According to the tradition, Kabardia was once a single political entity, with its division placed by some narratives in the 13th–15th centuries, during the Christian period. In one legend, two brothers, Jilakhstan and Beslan, agreed to divide their possessions in order to rule independently: the elder (Beslan) remained in Baksan, while the younger (Jilakhstan) established his residence along the Terek. Talostan, who had strained relations with his brothers and to have moved frequently across the North Caucasus. After returning to Kabardia in a position described as unfavorable, organized repeated raids on their territories, taking livestock and captives. In response, an agreement among the elders forced concessions from Jilakhstan, whose lands were more exposed to incursions. Following this settlement, the territory to the left of the Terek became known as Talostaney.
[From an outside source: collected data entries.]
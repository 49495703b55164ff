//! Errors raised while building or validating shared types.

use thiserror::Error;

#[derive(Debug, Clone, PartialEq, Eq, Error)]
pub enum TypesError {
    #[error("a phase plan needs at least one pose")]
    EmptyPhasePlan,

    #[error("invalid parameter `{name}`: {reason}")]
    InvalidParam { name: &'static str, reason: String },
}
//! Poses and the ordered phase plan.

use crate::error::TypesError;
use serde::{Deserialize, Serialize};
use std::fmt;

/// One pose the user is asked to hold during a phase.
#[derive(Clone, Debug, PartialEq, Eq, Hash, Serialize, Deserialize)]
#[serde(rename_all = "snake_case")]
pub enum Pose {
    AlignFace,
    Smile,
    BlinkThrice,
    /// A pose defined by configuration, shown to the user verbatim.
    Custom(String),
}

impl Pose {
    /// Prompt rendered while this pose's phase is active.
    pub fn instruction(&self) -> &str {
        match self {
            Self::AlignFace => "Align face in center",
            Self::Smile => "Smile for the camera",
            Self::BlinkThrice => "Blink 3 times",
            Self::Custom(prompt) => prompt,
        }
    }
}

impl fmt::Display for Pose {
    fn fmt(&self, f: &mut fmt::Formatter<'_>) -> fmt::Result {
        match self {
            Self::AlignFace => f.write_str("align_face"),
            Self::Smile => f.write_str("smile"),
            Self::BlinkThrice => f.write_str("blink_thrice"),
            Self::Custom(prompt) => write!(f, "custom({prompt})"),
        }
    }
}

/// A non-empty, ordered list of poses.
#[derive(Clone, Debug, PartialEq, Eq, Serialize, Deserialize)]
#[serde(try_from = "Vec<Pose>", into = "Vec<Pose>")]
pub struct PhasePlan(Vec<Pose>);

impl PhasePlan {
    pub fn new(poses: Vec<Pose>) -> Result<Self, TypesError> {
        if poses.is_empty() {
            return Err(TypesError::EmptyPhasePlan);
        }
        Ok(Self(poses))
    }

    pub fn len(&self) -> usize {
        self.0.len()
    }

    pub fn is_empty(&self) -> bool {
        self.0.is_empty()
    }

    pub fn get(&self, index: usize) -> Option<&Pose> {
        self.0.get(index)
    }

    /// Index of the final phase.
    pub fn last_index(&self) -> usize {
        self.0.len() - 1
    }

    pub fn poses(&self) -> &[Pose] {
        &self.0
    }
}

impl Default for PhasePlan {
    fn default() -> Self {
        Self(vec![Pose::AlignFace, Pose::Smile, Pose::BlinkThrice])
    }
}

impl TryFrom<Vec<Pose>> for PhasePlan {
    type Error = TypesError;

    fn try_from(poses: Vec<Pose>) -> Result<Self, Self::Error> {
        Self::new(poses)
    }
}

impl From<PhasePlan> for Vec<Pose> {
    fn from(plan: PhasePlan) -> Self {
        plan.0
    }
}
In the early 16th century, Temruqo the Brave entered into conflict with the sons of Qeytuqo, including Aslanbech and Pshiapshoqo Qeytuqo. As a result of this struggle, Temruqo was forced to migrate with his family to Lesser Kabardia. After the death of Prince Jilakhstan in the 1550s, Temruqo became the senior prince of Lesser Kabardia, and the territory under his control became known as “Idarey”.

==Family==
Russian genealogies attribute four sons to Jilakhstan, although very little is known about them from either the Russian sources or oral accounts:

- Jamirza
- Laversan
- Qanshau
- Tagata

By contrast, AS 3313 identifies another son, Mirza, who succeeded Jilakhstan as ruler of Kabardia following his father's death.

==Sources==
- Druzhinina, Inga A. (2024). "NOBILITY AND POWER IN 15TH-CENTURY KABARDA ACCORDING TO THE SOURCE “PRECIOUS NECKLACES CONCERNING MERITS OF THE STATE OF AL-ASHRAF AL-GHAWRI”"
- Druzhinina, I. A. (2024). "ByzantinoCaucasica. Выпуск 4"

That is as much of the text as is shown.